Would you return, word for word, the lines of the data below from the line with "best documents for" through the line with "fn metric(&self) -> Metric;", and no others?

(Dataset entries)
+ + + + +

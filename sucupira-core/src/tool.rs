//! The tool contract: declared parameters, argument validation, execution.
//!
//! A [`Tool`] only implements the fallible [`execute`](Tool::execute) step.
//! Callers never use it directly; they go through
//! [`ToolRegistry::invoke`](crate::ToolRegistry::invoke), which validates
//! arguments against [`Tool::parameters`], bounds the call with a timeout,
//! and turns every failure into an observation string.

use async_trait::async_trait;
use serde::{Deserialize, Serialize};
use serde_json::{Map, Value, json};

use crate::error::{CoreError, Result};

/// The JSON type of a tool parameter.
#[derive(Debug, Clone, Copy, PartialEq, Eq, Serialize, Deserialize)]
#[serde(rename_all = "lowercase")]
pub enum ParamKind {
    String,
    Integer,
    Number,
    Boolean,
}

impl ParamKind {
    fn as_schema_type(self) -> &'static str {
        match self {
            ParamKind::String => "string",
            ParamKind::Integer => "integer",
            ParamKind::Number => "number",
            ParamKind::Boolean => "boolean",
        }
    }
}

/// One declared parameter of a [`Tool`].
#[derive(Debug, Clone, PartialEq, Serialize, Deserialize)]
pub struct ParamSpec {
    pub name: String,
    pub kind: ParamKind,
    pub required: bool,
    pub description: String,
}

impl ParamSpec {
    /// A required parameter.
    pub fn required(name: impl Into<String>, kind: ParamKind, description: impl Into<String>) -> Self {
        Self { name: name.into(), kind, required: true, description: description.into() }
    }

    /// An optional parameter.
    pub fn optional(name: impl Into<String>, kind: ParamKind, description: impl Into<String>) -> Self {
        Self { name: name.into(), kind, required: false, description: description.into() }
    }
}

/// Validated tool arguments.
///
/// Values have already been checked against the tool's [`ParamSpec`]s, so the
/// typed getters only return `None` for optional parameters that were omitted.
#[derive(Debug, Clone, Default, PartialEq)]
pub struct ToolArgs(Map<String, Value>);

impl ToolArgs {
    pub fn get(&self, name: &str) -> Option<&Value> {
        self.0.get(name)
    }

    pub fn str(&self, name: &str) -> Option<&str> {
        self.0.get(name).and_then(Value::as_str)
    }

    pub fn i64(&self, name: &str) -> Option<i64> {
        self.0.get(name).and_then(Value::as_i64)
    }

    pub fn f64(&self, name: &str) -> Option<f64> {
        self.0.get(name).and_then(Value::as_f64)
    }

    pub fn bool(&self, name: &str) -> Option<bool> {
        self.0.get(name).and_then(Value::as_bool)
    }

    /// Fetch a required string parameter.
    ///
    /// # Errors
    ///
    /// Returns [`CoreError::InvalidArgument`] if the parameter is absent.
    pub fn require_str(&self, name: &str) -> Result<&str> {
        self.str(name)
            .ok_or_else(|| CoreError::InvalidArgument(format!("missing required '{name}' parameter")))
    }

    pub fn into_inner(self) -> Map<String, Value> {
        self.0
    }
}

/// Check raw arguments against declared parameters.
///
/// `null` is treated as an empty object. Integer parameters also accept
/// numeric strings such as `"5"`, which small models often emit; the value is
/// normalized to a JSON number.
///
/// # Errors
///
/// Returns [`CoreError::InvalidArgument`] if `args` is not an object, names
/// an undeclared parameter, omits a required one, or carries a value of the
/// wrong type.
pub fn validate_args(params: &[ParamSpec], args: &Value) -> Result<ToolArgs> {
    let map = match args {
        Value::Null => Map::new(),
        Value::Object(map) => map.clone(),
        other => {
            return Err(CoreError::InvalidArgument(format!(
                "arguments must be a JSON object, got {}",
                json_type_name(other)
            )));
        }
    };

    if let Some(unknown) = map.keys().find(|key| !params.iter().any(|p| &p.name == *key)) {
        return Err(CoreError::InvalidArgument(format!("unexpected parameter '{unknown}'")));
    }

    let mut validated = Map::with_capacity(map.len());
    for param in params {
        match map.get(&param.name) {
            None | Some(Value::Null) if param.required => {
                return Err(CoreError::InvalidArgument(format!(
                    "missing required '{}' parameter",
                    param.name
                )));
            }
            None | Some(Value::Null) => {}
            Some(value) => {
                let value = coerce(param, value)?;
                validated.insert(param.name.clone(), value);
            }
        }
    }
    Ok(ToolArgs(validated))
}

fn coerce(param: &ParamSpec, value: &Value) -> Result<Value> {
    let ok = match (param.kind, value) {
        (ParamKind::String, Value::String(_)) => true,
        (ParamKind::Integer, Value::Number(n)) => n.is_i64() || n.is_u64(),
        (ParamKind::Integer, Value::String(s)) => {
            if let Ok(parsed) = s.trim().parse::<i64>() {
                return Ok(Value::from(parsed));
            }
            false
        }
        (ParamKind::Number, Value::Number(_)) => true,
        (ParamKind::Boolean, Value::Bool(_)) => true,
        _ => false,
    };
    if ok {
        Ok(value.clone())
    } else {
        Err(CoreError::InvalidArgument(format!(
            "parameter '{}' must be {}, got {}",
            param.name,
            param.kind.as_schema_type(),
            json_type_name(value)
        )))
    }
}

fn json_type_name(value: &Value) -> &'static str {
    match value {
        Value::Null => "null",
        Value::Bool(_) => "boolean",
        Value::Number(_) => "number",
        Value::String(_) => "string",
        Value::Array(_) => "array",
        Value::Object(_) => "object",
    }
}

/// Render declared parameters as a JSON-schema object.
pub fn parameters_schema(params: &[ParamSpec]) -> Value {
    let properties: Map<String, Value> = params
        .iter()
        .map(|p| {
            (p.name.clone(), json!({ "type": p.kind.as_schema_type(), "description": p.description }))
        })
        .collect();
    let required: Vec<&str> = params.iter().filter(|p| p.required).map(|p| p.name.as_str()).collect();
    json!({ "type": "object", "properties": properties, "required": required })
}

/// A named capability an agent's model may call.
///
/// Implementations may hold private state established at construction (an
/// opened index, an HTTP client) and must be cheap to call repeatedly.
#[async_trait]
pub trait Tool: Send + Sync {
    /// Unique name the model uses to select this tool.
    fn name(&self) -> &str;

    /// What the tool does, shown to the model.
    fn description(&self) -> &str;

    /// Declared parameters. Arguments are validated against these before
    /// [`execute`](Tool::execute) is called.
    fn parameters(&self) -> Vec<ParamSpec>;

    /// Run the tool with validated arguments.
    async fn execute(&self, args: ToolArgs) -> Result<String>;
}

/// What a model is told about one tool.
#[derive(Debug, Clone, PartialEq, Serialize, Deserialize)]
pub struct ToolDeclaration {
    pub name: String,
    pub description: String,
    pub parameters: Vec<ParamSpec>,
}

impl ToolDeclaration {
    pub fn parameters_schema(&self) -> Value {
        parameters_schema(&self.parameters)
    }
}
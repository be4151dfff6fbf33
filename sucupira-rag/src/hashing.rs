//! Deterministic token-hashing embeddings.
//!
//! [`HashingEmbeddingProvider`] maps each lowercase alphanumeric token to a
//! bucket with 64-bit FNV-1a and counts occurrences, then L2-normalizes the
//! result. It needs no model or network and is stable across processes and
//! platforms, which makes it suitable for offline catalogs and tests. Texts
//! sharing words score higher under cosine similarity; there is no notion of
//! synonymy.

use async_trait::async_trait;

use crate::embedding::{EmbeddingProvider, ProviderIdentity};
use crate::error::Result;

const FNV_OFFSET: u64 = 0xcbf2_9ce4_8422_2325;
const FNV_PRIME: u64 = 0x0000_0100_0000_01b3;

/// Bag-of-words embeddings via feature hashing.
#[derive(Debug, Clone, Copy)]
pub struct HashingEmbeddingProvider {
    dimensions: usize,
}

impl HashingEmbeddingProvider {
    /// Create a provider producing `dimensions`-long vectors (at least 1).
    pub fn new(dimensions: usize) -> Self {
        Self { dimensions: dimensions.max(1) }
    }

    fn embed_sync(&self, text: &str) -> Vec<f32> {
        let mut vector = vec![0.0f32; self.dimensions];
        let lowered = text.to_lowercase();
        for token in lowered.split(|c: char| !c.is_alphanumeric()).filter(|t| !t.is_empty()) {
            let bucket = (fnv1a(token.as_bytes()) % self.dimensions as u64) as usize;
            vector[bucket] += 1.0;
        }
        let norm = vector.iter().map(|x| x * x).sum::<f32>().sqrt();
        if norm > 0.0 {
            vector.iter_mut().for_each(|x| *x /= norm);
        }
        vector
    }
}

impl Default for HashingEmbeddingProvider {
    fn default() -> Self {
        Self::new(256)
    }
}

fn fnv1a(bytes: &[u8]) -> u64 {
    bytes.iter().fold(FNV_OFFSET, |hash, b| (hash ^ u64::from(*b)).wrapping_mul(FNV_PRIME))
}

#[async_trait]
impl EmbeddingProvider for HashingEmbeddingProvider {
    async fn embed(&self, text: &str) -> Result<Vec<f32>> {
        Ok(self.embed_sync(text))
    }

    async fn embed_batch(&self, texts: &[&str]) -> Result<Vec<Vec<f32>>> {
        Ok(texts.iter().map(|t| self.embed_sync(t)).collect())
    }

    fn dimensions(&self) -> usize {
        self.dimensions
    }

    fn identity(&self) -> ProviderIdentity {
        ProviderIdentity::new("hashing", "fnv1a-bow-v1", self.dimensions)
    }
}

+ + + + +

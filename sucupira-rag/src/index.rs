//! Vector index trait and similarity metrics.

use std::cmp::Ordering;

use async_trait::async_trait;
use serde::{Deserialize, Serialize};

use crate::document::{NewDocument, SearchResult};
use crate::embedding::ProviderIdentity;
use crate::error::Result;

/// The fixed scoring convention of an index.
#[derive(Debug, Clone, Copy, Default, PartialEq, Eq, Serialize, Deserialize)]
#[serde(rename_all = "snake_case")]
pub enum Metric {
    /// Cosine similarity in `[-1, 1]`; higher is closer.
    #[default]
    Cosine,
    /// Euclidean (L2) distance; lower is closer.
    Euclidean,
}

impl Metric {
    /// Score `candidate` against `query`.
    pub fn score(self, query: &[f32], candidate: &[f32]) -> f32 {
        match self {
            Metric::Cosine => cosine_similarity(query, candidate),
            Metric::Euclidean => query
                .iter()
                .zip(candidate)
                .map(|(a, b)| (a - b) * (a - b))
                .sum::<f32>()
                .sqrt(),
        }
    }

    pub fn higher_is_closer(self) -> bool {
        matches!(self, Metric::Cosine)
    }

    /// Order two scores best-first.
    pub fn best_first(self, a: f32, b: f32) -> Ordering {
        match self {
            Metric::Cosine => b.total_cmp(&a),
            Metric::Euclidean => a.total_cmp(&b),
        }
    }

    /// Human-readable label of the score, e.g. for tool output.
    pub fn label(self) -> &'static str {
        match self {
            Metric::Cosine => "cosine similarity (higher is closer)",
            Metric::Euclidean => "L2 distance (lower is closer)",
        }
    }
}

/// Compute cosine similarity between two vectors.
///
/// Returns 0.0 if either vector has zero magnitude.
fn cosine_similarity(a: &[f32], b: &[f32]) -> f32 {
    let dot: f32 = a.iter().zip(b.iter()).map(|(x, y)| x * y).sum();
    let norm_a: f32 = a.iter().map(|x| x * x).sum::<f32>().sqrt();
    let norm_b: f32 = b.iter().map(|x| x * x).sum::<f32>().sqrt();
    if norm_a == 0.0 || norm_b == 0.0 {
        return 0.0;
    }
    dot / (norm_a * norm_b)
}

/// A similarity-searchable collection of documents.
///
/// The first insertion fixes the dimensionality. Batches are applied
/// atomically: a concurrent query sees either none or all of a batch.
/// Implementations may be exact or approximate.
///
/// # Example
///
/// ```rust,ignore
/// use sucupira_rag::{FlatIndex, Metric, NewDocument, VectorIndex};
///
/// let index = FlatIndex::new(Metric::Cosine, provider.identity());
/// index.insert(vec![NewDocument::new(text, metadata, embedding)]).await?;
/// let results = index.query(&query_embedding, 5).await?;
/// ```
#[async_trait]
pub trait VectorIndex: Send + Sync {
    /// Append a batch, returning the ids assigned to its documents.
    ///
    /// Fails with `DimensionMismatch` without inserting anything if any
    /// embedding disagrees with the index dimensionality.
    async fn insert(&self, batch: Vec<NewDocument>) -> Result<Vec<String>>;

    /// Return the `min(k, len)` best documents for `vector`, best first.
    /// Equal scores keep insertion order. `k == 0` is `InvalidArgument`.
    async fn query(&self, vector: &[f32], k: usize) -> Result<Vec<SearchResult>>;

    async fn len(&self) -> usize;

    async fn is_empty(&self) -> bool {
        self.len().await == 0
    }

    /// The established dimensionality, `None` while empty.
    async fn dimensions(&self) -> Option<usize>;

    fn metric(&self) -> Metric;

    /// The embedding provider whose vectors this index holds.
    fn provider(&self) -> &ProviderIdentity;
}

+ + + + +

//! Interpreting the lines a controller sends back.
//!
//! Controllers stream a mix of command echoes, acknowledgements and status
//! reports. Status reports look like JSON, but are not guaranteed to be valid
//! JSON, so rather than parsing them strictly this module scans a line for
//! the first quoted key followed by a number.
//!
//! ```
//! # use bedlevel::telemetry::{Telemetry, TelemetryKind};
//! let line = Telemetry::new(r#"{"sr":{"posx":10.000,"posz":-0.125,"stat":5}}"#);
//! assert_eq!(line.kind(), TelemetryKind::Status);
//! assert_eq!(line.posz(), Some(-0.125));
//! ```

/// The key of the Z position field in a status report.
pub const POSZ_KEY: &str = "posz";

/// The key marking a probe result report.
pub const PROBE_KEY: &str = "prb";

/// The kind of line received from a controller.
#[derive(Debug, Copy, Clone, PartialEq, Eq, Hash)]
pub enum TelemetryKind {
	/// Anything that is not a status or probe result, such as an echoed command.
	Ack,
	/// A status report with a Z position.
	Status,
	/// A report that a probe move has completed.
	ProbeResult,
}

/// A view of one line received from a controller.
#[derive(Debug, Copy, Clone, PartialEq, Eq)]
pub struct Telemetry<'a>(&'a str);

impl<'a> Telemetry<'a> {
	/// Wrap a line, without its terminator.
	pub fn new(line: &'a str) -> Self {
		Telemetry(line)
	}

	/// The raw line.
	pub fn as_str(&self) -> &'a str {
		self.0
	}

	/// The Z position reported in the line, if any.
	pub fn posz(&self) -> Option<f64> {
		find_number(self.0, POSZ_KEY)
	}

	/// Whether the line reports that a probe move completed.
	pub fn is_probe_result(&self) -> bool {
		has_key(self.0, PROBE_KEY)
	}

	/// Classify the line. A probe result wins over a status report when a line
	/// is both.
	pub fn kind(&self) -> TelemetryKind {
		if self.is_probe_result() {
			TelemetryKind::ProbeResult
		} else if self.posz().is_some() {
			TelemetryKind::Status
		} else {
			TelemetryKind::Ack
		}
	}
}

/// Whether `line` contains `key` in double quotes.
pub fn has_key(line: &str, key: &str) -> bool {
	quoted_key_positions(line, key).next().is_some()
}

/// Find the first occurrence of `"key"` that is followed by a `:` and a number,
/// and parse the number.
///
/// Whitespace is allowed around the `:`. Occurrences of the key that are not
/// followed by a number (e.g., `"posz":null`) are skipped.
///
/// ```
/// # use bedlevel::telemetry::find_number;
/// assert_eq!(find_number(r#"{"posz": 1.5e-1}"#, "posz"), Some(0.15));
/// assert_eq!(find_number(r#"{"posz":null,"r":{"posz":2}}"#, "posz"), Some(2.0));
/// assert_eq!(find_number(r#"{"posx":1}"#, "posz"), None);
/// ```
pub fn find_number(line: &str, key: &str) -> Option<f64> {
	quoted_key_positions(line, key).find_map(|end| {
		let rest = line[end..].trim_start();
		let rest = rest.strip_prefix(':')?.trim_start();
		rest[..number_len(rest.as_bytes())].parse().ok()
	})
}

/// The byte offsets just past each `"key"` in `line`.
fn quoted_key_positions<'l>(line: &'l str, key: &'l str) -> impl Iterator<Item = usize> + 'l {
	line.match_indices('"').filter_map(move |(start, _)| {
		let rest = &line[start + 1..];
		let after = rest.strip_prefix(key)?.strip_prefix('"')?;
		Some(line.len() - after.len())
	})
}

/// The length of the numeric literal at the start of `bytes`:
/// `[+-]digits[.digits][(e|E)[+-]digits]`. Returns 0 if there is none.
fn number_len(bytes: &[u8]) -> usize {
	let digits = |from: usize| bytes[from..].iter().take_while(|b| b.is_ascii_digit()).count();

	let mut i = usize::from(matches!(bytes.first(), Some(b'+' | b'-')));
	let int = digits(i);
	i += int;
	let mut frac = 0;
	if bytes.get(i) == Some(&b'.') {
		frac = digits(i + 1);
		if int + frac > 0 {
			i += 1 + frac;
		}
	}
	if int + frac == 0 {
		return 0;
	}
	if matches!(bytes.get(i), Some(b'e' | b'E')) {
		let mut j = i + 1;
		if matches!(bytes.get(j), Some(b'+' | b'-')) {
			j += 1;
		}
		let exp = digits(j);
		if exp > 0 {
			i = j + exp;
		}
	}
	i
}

+ + + + +

* ANSWER BOX *
    /// Return the `min(k, len)` best documents for `vector`, best first.
    /// Equal scores keep insertion order. `k == 0` is `InvalidArgument`.
    async fn query(&self, vector: &[f32], k: usize) -> Result<Vec<SearchResult>>;

    async fn len(&self) -> usize;

    async fn is_empty(&self) -> bool {
        self.len().await == 0
    }

    /// The established dimensionality, `None` while empty.
    async fn dimensions(&self) -> Option<usize>;

    fn metric(&self) -> Metric;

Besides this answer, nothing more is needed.